Directions for this task:
Some lines in the material below hold the word "true". Copy all of them.

Dataset records:
======

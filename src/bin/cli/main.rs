//! CLI tool for apkalign operations.

mod commands;
mod exit_codes;
mod output;
mod progress;

use clap::{Args, CommandFactory, Parser, Subcommand, ValueEnum};
use clap_complete::{Shell, generate};
use std::path::PathBuf;

use apkalign::AlignOptions;
use apkalign::align::{DEFAULT_ALIGNMENT, DEFAULT_LIBRARY_SUFFIX, DEFAULT_SO_ALIGNMENT};
use exit_codes::ExitCode;

/// ZIP/APK entry alignment tool
#[derive(Parser)]
#[command(name = "apkalign")]
#[command(author, version, about = "ZIP/APK entry alignment tool", long_about = None)]
#[command(propagate_version = true)]
pub struct Cli {
    #[command(subcommand)]
    command: Commands,

    /// Output format
    #[arg(long, short = 'f', value_enum, default_value = "human", global = true)]
    format: OutputFormat,

    /// Suppress progress output
    #[arg(long, short = 'q', global = true)]
    quiet: bool,
}

#[derive(Subcommand)]
enum Commands {
    /// Align an archive into a new file
    Align {
        /// Archive to align
        input: PathBuf,

        /// Aligned archive to write
        output: PathBuf,

        #[command(flatten)]
        alignment: AlignmentArgs,

        /// Overwrite the output file if it exists
        #[arg(long)]
        force: bool,

        /// Re-check alignment and CRCs of the written archive
        #[arg(long)]
        verify: bool,
    },

    /// Check whether an archive is aligned (alias: c)
    #[command(alias = "c")]
    Check {
        /// Archive to check
        archive: PathBuf,

        #[command(flatten)]
        alignment: AlignmentArgs,

        /// Also verify the CRC-32 of every entry
        #[arg(long)]
        crc: bool,

        /// List every entry, not only misaligned ones
        #[arg(short = 'v', long)]
        verbose: bool,
    },

    /// Show the padding an alignment run would insert, without writing
    Plan {
        /// Archive to inspect
        archive: PathBuf,

        #[command(flatten)]
        alignment: AlignmentArgs,
    },

    /// Generate shell completions
    Completions {
        /// Shell to generate completions for
        #[arg(value_enum)]
        shell: Shell,
    },
}

/// Alignment settings shared by all commands.
#[derive(Args, Clone)]
pub struct AlignmentArgs {
    /// Alignment in bytes for stored entries (0 disables)
    #[arg(short = 'a', long, default_value_t = DEFAULT_ALIGNMENT, env = "APKALIGN_ALIGNMENT")]
    alignment: u32,

    /// Alignment in bytes for shared libraries (0 disables)
    #[arg(long, default_value_t = DEFAULT_SO_ALIGNMENT, env = "APKALIGN_SO_ALIGNMENT")]
    so_alignment: u32,

    /// File name suffix identifying shared libraries
    #[arg(long, default_value = DEFAULT_LIBRARY_SUFFIX)]
    library_suffix: String,
}

impl AlignmentArgs {
    fn to_options(&self) -> apkalign::Result<AlignOptions> {
        Ok(AlignOptions::new()
            .alignment(self.alignment)?
            .so_alignment(self.so_alignment)?
            .library_suffix(self.library_suffix.as_str())?)
    }
}

#[derive(Copy, Clone, PartialEq, Eq, ValueEnum)]
pub enum OutputFormat {
    Human,
    Json,
}

fn main() {
    // Set up Ctrl+C handler
    ctrlc::set_handler(move || {
        eprintln!("\nInterrupted");
        std::process::exit(exit_codes::USER_INTERRUPT);
    })
    .ok();

    let cli = Cli::parse();

    let exit_code = match cli.command {
        Commands::Align {
            input,
            output,
            alignment,
            force,
            verify,
        } => commands::align(&commands::AlignConfig {
            input: &input,
            output: &output,
            alignment: &alignment,
            force,
            verify,
            format: cli.format,
            quiet: cli.quiet,
        }),

        Commands::Check {
            archive,
            alignment,
            crc,
            verbose,
        } => commands::check(&archive, &alignment, crc, verbose, cli.format),

        Commands::Plan { archive, alignment } => commands::plan(&archive, &alignment, cli.format),

        Commands::Completions { shell } => {
            let mut cmd = Cli::command();
            let name = cmd.get_name().to_string();
            generate(shell, &mut cmd, name, &mut std::io::stdout());
            ExitCode::Success
        }
    };

    std::process::exit(exit_code.code());
}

======

Exercise result:
#[command(propagate_version = true)]
    #[arg(long, short = 'f', value_enum, default_value = "human", global = true)]
    #[arg(long, short = 'q', global = true)]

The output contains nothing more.